I have a friend who’s a natural storyteller. Today, I’m going to share the principles he uses to keep everyone’s attention and turn mundane everyday events into interesting stories.

Once, he told me a story that went something like this:

“So, I wake up to this important day full of exams and meetings. Almost immediately, I feel the stress when I realize that I’d slept past my alarm clock.

I’m feeling totally exhausted, but I start preparing myself for the day anyway. I take a quick shower and shave. But I just can’t stop feeling tired and I’m actually throwing up a little on my way out from the bathroom.

I get scared because of all this, but I I still prepare breakfast and get dressed. I stare at the porridge but I can’t eat and want to throw up again.

I take up my phone to cancel my meetings – and that’s when I see it’s 1:30 AM.”

This story shows that you don’t need to experience amazing things or have a remarkable life story to be good at telling stories.

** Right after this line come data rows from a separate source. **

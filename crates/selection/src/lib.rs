pub mod machine;

pub use machine::*;
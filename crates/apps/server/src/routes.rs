use axum::extract::rejection::JsonRejection;
use axum::extract::State;
use axum::http::StatusCode;
use axum::response::{IntoResponse, Response};
use axum::Json;
use protocol::{artifact_reference, FilterSelection, GenerateMapResponse, ResetMapsResponse};
use tracing::{error, info, info_span, warn, Instrument};
use uuid::Uuid;

use crate::error::{ApiError, GenerationError};
use crate::AppState;

pub async fn healthz() -> Response {
    (StatusCode::OK, "ok").into_response()
}

/// `POST /api/generate-map`
///
/// Validates the selection, runs one generation job and places its artifact.
/// The process is never started for an invalid selection.
pub async fn generate_map(
    State(state): State<AppState>,
    payload: Result<Json<FilterSelection>, JsonRejection>,
) -> Result<Json<GenerateMapResponse>, ApiError> {
    let Json(selection) = payload.inspect_err(|rejection| {
        warn!("rejected generate-map body: {}", rejection.body_text());
    })?;
    if let Err(err) = selection.validate() {
        warn!("rejected generate-map request: {err}");
        return Err(err.into());
    }

    let job = Uuid::new_v4();
    let span = info_span!("generate_map", %job, resolution = %selection.resolution);
    run_job(&state, &selection)
        .instrument(span)
        .await
        .map(Json)
        .map_err(|err| {
            let api = ApiError::from(err);
            info!(status = %api.status(), "generate-map responded with an error");
            api
        })
}

async fn run_job(
    state: &AppState,
    selection: &FilterSelection,
) -> Result<GenerateMapResponse, GenerationError> {
    info!(years = ?selection.years, states = ?selection.states, "starting map generation");

    let artifact = state.generator.generate(selection).await.map_err(|err| {
        warn!("map generation failed: {err}");
        err
    })?;
    let file_name = state.store.place(&artifact).await.map_err(|err| {
        error!("artifact placement failed: {err}");
        err
    })?;

    let reference = artifact_reference(&file_name);
    info!(%reference, "map ready");
    Ok(GenerateMapResponse::placed(reference))
}

/// `DELETE /api/reset-maps`
pub async fn reset_maps(
    State(state): State<AppState>,
) -> Result<Json<ResetMapsResponse>, ApiError> {
    let removed = state.store.purge().await.map_err(|err| {
        error!("artifact cleanup failed: {err}");
        err
    })?;
    info!(removed, "artifact store purged");
    Ok(Json(ResetMapsResponse {
        message: "Maps reset successfully".to_string(),
        removed,
    }))
}
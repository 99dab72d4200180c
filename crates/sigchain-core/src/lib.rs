//! # sigchain-core
//!
//! Loading and verification of per-user signature chains: append-only,
//! cryptographically linked sequences of identity and key-management
//! statements (eldest-key installation, sibkey and subkey delegations,
//! revocations, device updates).
//!
//! For a given user the crate reconstructs the chain from local storage
//! and the remote, verifies every link's signature and the hash-chain
//! linkage between adjacent links, cross-checks the tail against the
//! Merkle authority's published triple, and replays the chain into the
//! current set of computed key infos: which keys are live, which are
//! revoked, and the delegation graph between them.
//!
//! ## Layers
//!
//! - [`types`] — identifiers: seqnos, uids, kids, link/sig ids, fokids,
//!   and the [`MerkleTriple`](types::MerkleTriple) naming a chain
//!   position.
//! - [`link`] — one statement: import, verification, persistence, and
//!   the role-typed view over it.
//! - [`keys`] — the static key directory and the replay-derived
//!   computed-key view.
//! - [`chain`] — the ordered chain, its verification passes, freshness
//!   against the authority, and the local-delegation overlay.
//! - [`loader`] — stage-by-stage orchestration of a full load.
//! - [`store`], [`api`], [`context`] — the collaborator seams: local
//!   storage, the remote API, and the clock/cancellation bundle.
//!
//! ## Example
//!
//! ```rust,no_run
//! use std::sync::Arc;
//!
//! use sigchain_core::api::HttpApiClient;
//! use sigchain_core::config::ChainConfig;
//! use sigchain_core::context::{Context, SystemClock};
//! use sigchain_core::loader::{load_sig_chain, UserInfo, PUBLIC_CHAIN};
//! use sigchain_core::store::SqliteStore;
//!
//! # fn example() -> Result<(), Box<dyn std::error::Error>> {
//! let config = ChainConfig::default();
//! let ctx = Context::new(
//!     Arc::new(SqliteStore::open("/var/lib/sigchain/chains.db")?),
//!     Arc::new(HttpApiClient::new(&config)?),
//!     Arc::new(SystemClock),
//!     config,
//! );
//!
//! let user = UserInfo {
//!     uid: "00112233445566778899aabbccddeeff".parse()?,
//!     username: "ada".to_string(),
//!     key_family: None,
//! };
//! let chain = load_sig_chain(&ctx, &user, false, None, &PUBLIC_CHAIN, None)?;
//! println!("loaded {} links", chain.len());
//! # Ok(())
//! # }
//! ```
//!
//! ## Concurrency
//!
//! The core is not internally parallel. A chain is accessed by one
//! logical task at a time; callers serialize writers, typically behind a
//! read/write lock at the boundary. Collaborator calls are the only
//! suspension points, and all of them honor the context's cancellation
//! token.

#![warn(missing_docs)]
#![warn(clippy::all)]
#![warn(clippy::pedantic)]

pub mod api;
pub mod chain;
pub mod config;
pub mod context;
pub mod keys;
pub mod link;
pub mod loader;
pub mod merkle;
pub mod store;
pub mod types;

#[cfg(test)]
pub(crate) mod testutil;

/// Prelude module for convenient imports.
pub mod prelude {
    pub use crate::chain::SigChain;
    pub use crate::config::ChainConfig;
    pub use crate::context::{Context, SystemClock};
    pub use crate::keys::cki::ComputedKeyInfos;
    pub use crate::keys::KeyFamily;
    pub use crate::link::ChainLink;
    pub use crate::loader::{load_sig_chain, UserInfo, PUBLIC_CHAIN};
    pub use crate::types::{Fokid, Kid, LinkId, MerkleTriple, Seqno, SigId, Uid};
}

pub use chain::SigChain;
pub use config::ChainConfig;
pub use context::Context;
pub use link::ChainLink;
pub use loader::load_sig_chain;
//! Shared test fixtures: deterministic keypairs, signed wire links, and
//! fake collaborators.

use std::collections::VecDeque;
use std::sync::{Arc, Mutex};

use base64::engine::general_purpose::STANDARD as BASE64;
use base64::Engine as _;
use chrono::DateTime;
use ed25519_dalek::{Signer, SigningKey};
use serde_json::{json, Value};
use sha2::{Digest, Sha256};
use tokio_util::sync::CancellationToken;

use crate::api::{ApiArg, ApiClient, ApiError, ApiRes};
use crate::config::ChainConfig;
use crate::context::{Context, ManualClock};
use crate::keys::{KeyFamily, ServerKey};
use crate::link::{ChainLink, WireLink};
use crate::store::SqliteStore;
use crate::types::{Fingerprint, Kid, LinkId, Seqno, SigId, Uid};

fn sha256(bytes: &[u8]) -> [u8; 32] {
    let mut hasher = Sha256::new();
    hasher.update(bytes);
    hasher.finalize().into()
}

/// A deterministic test keypair.
pub struct TestKey {
    pub signing: SigningKey,
    pub kid: Kid,
    pub fingerprint: Option<Fingerprint>,
}

impl TestKey {
    /// Derives a keypair from a seed byte. Equal seeds give equal keys.
    pub fn generate(seed: u8) -> Self {
        let signing = SigningKey::from_bytes(&[seed; 32]);
        let verifying = signing.verifying_key();
        let mut kid_bytes = vec![0x01, 0x20];
        kid_bytes.extend_from_slice(verifying.as_bytes());
        kid_bytes.push(0x0a);
        Self {
            signing,
            kid: Kid::from_bytes(kid_bytes).expect("kid"),
            fingerprint: None,
        }
    }

    /// Like [`Self::generate`], but the key also carries a PGP
    /// fingerprint derived from the seed.
    pub fn with_fingerprint(seed: u8) -> Self {
        let mut key = Self::generate(seed);
        key.fingerprint = Some(Fingerprint::from_bytes([seed; 20]));
        key
    }

    /// The directory record for this key.
    pub fn server_key(&self) -> ServerKey {
        ServerKey {
            kid: self.kid.clone(),
            key_bytes: self.signing.verifying_key().to_bytes(),
            fingerprint: self.fingerprint,
        }
    }
}

/// A test chain owner.
pub struct TestUser {
    pub uid: Uid,
    pub username: String,
}

impl TestUser {
    pub fn new(username: &str) -> Self {
        let digest = sha256(username.as_bytes());
        let mut uid_bytes = [0u8; 16];
        uid_bytes.copy_from_slice(&digest[..16]);
        Self {
            uid: Uid::from_bytes(uid_bytes),
            username: username.to_string(),
        }
    }

    fn payload_value(
        &self,
        signer: &TestKey,
        seqno: Seqno,
        prev: Option<LinkId>,
        eldest_kid: Option<&Kid>,
        body: Value,
    ) -> Value {
        let mut payload = json!({
            "uid": self.uid.to_hex(),
            "username": self.username,
            "seqno": seqno.value(),
            "kid": signer.kid.to_hex(),
            "ctime": 1_700_000_000_i64 + i64::try_from(seqno.value()).expect("seqno fits"),
            "body": body,
        });
        if let Some(prev) = prev {
            payload["prev"] = json!(prev.to_hex());
        }
        if let Some(eldest_kid) = eldest_kid {
            payload["eldest_kid"] = json!(eldest_kid.to_hex());
        }
        if let Some(fingerprint) = &signer.fingerprint {
            payload["fingerprint"] = json!(fingerprint.to_hex());
        }
        payload
    }

    fn seal(signer: &TestKey, seqno: Seqno, payload: &Value) -> WireLink {
        let payload_bytes = serde_json::to_vec(payload).expect("encode payload");
        let signature = signer.signing.sign(&payload_bytes);
        let sig_bytes = signature.to_bytes();
        WireLink {
            seqno,
            payload: BASE64.encode(&payload_bytes),
            payload_hash: LinkId::from_bytes(sha256(&payload_bytes)),
            sig: BASE64.encode(sig_bytes),
            sig_id: SigId::from_bytes(sha256(&sig_bytes)),
            kid: signer.kid.clone(),
            merkle_path: None,
        }
    }

    /// A signed eldest link.
    pub fn eldest_link(&self, key: &TestKey, seqno: Seqno, prev: Option<LinkId>) -> WireLink {
        let body = json!({"type": "eldest", "kid": key.kid.to_hex()});
        let payload = self.payload_value(key, seqno, prev, None, body);
        Self::seal(key, seqno, &payload)
    }

    /// A signed sibkey delegation with a valid reverse signature.
    pub fn sibkey_link(
        &self,
        signer: &TestKey,
        delegate: &TestKey,
        seqno: Seqno,
        prev: Option<LinkId>,
    ) -> WireLink {
        self.sibkey_link_with_reverse_signer(signer, delegate, delegate, seqno, prev)
    }

    /// A sibkey delegation whose reverse signature is produced by
    /// `reverse_signer`; passing a key other than `delegate` forges it.
    pub fn sibkey_link_with_reverse_signer(
        &self,
        signer: &TestKey,
        delegate: &TestKey,
        reverse_signer: &TestKey,
        seqno: Seqno,
        prev: Option<LinkId>,
    ) -> WireLink {
        self.sibkey_link_full(signer, delegate, reverse_signer, seqno, prev, None)
    }

    fn sibkey_link_full(
        &self,
        signer: &TestKey,
        delegate: &TestKey,
        reverse_signer: &TestKey,
        seqno: Seqno,
        prev: Option<LinkId>,
        eldest_kid: Option<&Kid>,
    ) -> WireLink {
        let body = json!({
            "type": "sibkey",
            "kid": delegate.kid.to_hex(),
            "reverse_sig": Value::Null,
        });
        let mut payload = self.payload_value(signer, seqno, prev, eldest_kid, body);

        // The reverse signature covers the payload with the field nulled.
        let base = serde_json::to_vec(&payload).expect("encode reverse base");
        let reverse_sig = reverse_signer.signing.sign(&base);
        payload["body"]["reverse_sig"] = json!(BASE64.encode(reverse_sig.to_bytes()));

        Self::seal(signer, seqno, &payload)
    }

    fn subkey_link_full(
        &self,
        signer: &TestKey,
        delegate: &TestKey,
        seqno: Seqno,
        prev: Option<LinkId>,
        eldest_kid: Option<&Kid>,
    ) -> WireLink {
        let body = json!({"type": "subkey", "kid": delegate.kid.to_hex()});
        let payload = self.payload_value(signer, seqno, prev, eldest_kid, body);
        Self::seal(signer, seqno, &payload)
    }

    fn revoke_link_full(
        &self,
        signer: &TestKey,
        kids: &[&Kid],
        sig_ids: &[SigId],
        seqno: Seqno,
        prev: Option<LinkId>,
        eldest_kid: Option<&Kid>,
    ) -> WireLink {
        let body = json!({
            "type": "revoke",
            "kids": kids.iter().map(|k| k.to_hex()).collect::<Vec<_>>(),
            "sig_ids": sig_ids.iter().map(SigId::to_hex).collect::<Vec<_>>(),
        });
        let payload = self.payload_value(signer, seqno, prev, eldest_kid, body);
        Self::seal(signer, seqno, &payload)
    }

    fn device_link_full(
        &self,
        signer: &TestKey,
        device: Value,
        seqno: Seqno,
        prev: Option<LinkId>,
        eldest_kid: Option<&Kid>,
    ) -> WireLink {
        let body = json!({"type": "device", "device": device});
        let payload = self.payload_value(signer, seqno, prev, eldest_kid, body);
        Self::seal(signer, seqno, &payload)
    }

    /// Imports a wire link, panicking on failure.
    pub fn import(&self, wire: WireLink) -> ChainLink {
        ChainLink::import(wire).expect("import test link")
    }

    /// Builds a key family; the first key becomes the eldest.
    pub fn key_family(&self, keys: &[&TestKey]) -> KeyFamily {
        let mut family = KeyFamily::new();
        for key in keys {
            family.insert(key.server_key());
        }
        if let Some(first) = keys.first() {
            family.set_eldest(first.kid.clone());
        }
        family
    }
}

/// Incrementally builds a linked chain of wire links.
pub struct ChainBuilder<'a> {
    user: &'a TestUser,
    eldest_kid: Option<Kid>,
    next_seqno: u64,
    prev: Option<LinkId>,
    pub wires: Vec<WireLink>,
}

impl<'a> ChainBuilder<'a> {
    pub fn new(user: &'a TestUser) -> Self {
        Self {
            user,
            eldest_kid: None,
            next_seqno: 1,
            prev: None,
            wires: Vec::new(),
        }
    }

    fn push(&mut self, wire: WireLink) {
        self.prev = Some(wire.payload_hash);
        self.next_seqno += 1;
        self.wires.push(wire);
    }

    fn seqno(&self) -> Seqno {
        Seqno::new(self.next_seqno)
    }

    /// Starts (or restarts, on rotation) a subchain under `key`.
    pub fn eldest(&mut self, key: &TestKey) -> &mut Self {
        let wire = self.user.eldest_link(key, self.seqno(), self.prev);
        self.eldest_kid = Some(key.kid.clone());
        self.push(wire);
        self
    }

    /// Appends a sibkey delegation signed by `signer`.
    pub fn sibkey(&mut self, signer: &TestKey, delegate: &TestKey) -> &mut Self {
        let eldest = self.eldest_kid.clone();
        let wire = self.user.sibkey_link_full(
            signer,
            delegate,
            delegate,
            self.seqno(),
            self.prev,
            eldest.as_ref(),
        );
        self.push(wire);
        self
    }

    /// Appends a subkey delegation signed by `signer`.
    pub fn subkey(&mut self, signer: &TestKey, delegate: &TestKey) -> &mut Self {
        let eldest = self.eldest_kid.clone();
        let wire =
            self.user
                .subkey_link_full(signer, delegate, self.seqno(), self.prev, eldest.as_ref());
        self.push(wire);
        self
    }

    /// Appends a revocation of kids and/or sig ids signed by `signer`.
    pub fn revoke(&mut self, signer: &TestKey, kids: &[&Kid], sig_ids: &[SigId]) -> &mut Self {
        let eldest = self.eldest_kid.clone();
        let wire = self.user.revoke_link_full(
            signer,
            kids,
            sig_ids,
            self.seqno(),
            self.prev,
            eldest.as_ref(),
        );
        self.push(wire);
        self
    }

    /// Appends a combined sibkey delegation that also revokes `revoked`,
    /// all in one link signed by `signer`.
    pub fn sibkey_and_revoke(
        &mut self,
        signer: &TestKey,
        delegate: &TestKey,
        revoked: &Kid,
    ) -> &mut Self {
        let eldest = self.eldest_kid.clone();
        let seqno = self.seqno();
        let body = json!({
            "type": "sibkey",
            "kid": delegate.kid.to_hex(),
            "reverse_sig": Value::Null,
        });
        let mut payload =
            self.user
                .payload_value(signer, seqno, self.prev, eldest.as_ref(), body);
        payload["revoke"] = json!({ "kids": [revoked.to_hex()] });

        let base = serde_json::to_vec(&payload).expect("encode reverse base");
        let reverse_sig = delegate.signing.sign(&base);
        payload["body"]["reverse_sig"] = json!(BASE64.encode(reverse_sig.to_bytes()));
        let wire = TestUser::seal(signer, seqno, &payload);
        self.push(wire);
        self
    }

    /// Appends a device-update link signed by `signer`.
    pub fn device(&mut self, signer: &TestKey, device: Value) -> &mut Self {
        let eldest = self.eldest_kid.clone();
        let wire =
            self.user
                .device_link_full(signer, device, self.seqno(), self.prev, eldest.as_ref());
        self.push(wire);
        self
    }

    /// Imports every built wire into chain links.
    pub fn links(&self) -> Vec<ChainLink> {
        self.wires
            .iter()
            .map(|wire| ChainLink::import(wire.clone()).expect("import built link"))
            .collect()
    }

    /// The built wires as JSON values, the shape `sig/get` returns.
    pub fn wire_values(&self) -> Vec<Value> {
        self.wires
            .iter()
            .map(|wire| serde_json::to_value(wire).expect("encode wire"))
            .collect()
    }

    /// Sig id of the built link at `index`.
    pub fn sig_id(&self, index: usize) -> SigId {
        self.wires[index].sig_id
    }

    /// The tail triple of the built chain.
    pub fn tail_triple(&self) -> crate::types::MerkleTriple {
        let wire = self.wires.last().expect("non-empty chain");
        crate::types::MerkleTriple::new(wire.seqno, wire.payload_hash, wire.sig_id)
    }
}

/// Canned-response API client.
pub struct FakeApi {
    responses: Mutex<VecDeque<Value>>,
}

impl Default for FakeApi {
    fn default() -> Self {
        Self::new()
    }
}

impl FakeApi {
    pub fn new() -> Self {
        Self {
            responses: Mutex::new(VecDeque::new()),
        }
    }

    /// Queues a raw body for the next request.
    pub fn push(&self, body: Value) {
        self.responses
            .lock()
            .expect("fake api mutex poisoned")
            .push_back(body);
    }

    /// Queues a `sig/get`-shaped response carrying `wires`.
    pub fn push_sigs(&self, wires: &[Value]) {
        self.push(json!({ "sigs": wires }));
    }
}

impl ApiClient for FakeApi {
    fn get(&self, cancel: &CancellationToken, _arg: &ApiArg) -> Result<ApiRes, ApiError> {
        if cancel.is_cancelled() {
            return Err(ApiError::Cancelled);
        }
        let body = self
            .responses
            .lock()
            .expect("fake api mutex poisoned")
            .pop_front()
            .ok_or_else(|| ApiError::Transport {
                reason: "no canned response queued".to_string(),
            })?;
        Ok(ApiRes::new(body))
    }
}

/// A context over an in-memory store, a fake API, and a manual clock.
pub fn test_context(api: Arc<FakeApi>) -> (Context, Arc<ManualClock>) {
    let clock = Arc::new(ManualClock::new(
        DateTime::from_timestamp(1_700_000_000, 0).expect("timestamp"),
    ));
    let ctx = Context {
        store: Arc::new(SqliteStore::in_memory().expect("in-memory store")),
        api,
        clock: Arc::clone(&clock) as Arc<dyn crate::context::Clock>,
        cancel: CancellationToken::new(),
        config: ChainConfig::default(),
    };
    (ctx, clock)
}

A good storyteller can take mundane life events and turn them into something everyone around them loves to hear.

We’re going to talk about why this is such a well-told story and 6 fundamental principles to tell an interesting story.

As you know, I don’t believe in trying to memorize loads of principles for a social setting, because when you have people’s eyes on you, you won’t remember them anyway.

Instead, what we will do is to go through the 6 principles together so that you can practice great storytelling right now.

And then, when it feels natural for you to tell stories this way, you can start doing it in social settings.

1: Tell stories closely related to the situation, topic, or mood

You should only tell stories that match what the conversation is currently about. In other words, happy stories in happy contexts. Sad stories in sad contexts, and so on.

This sounds obvious, but let’s say that you have this great story you want to tell – and the conversation moves on and people start talking about another topic.

Should you backtrack and say “By the way, earlier, when we talked about…”?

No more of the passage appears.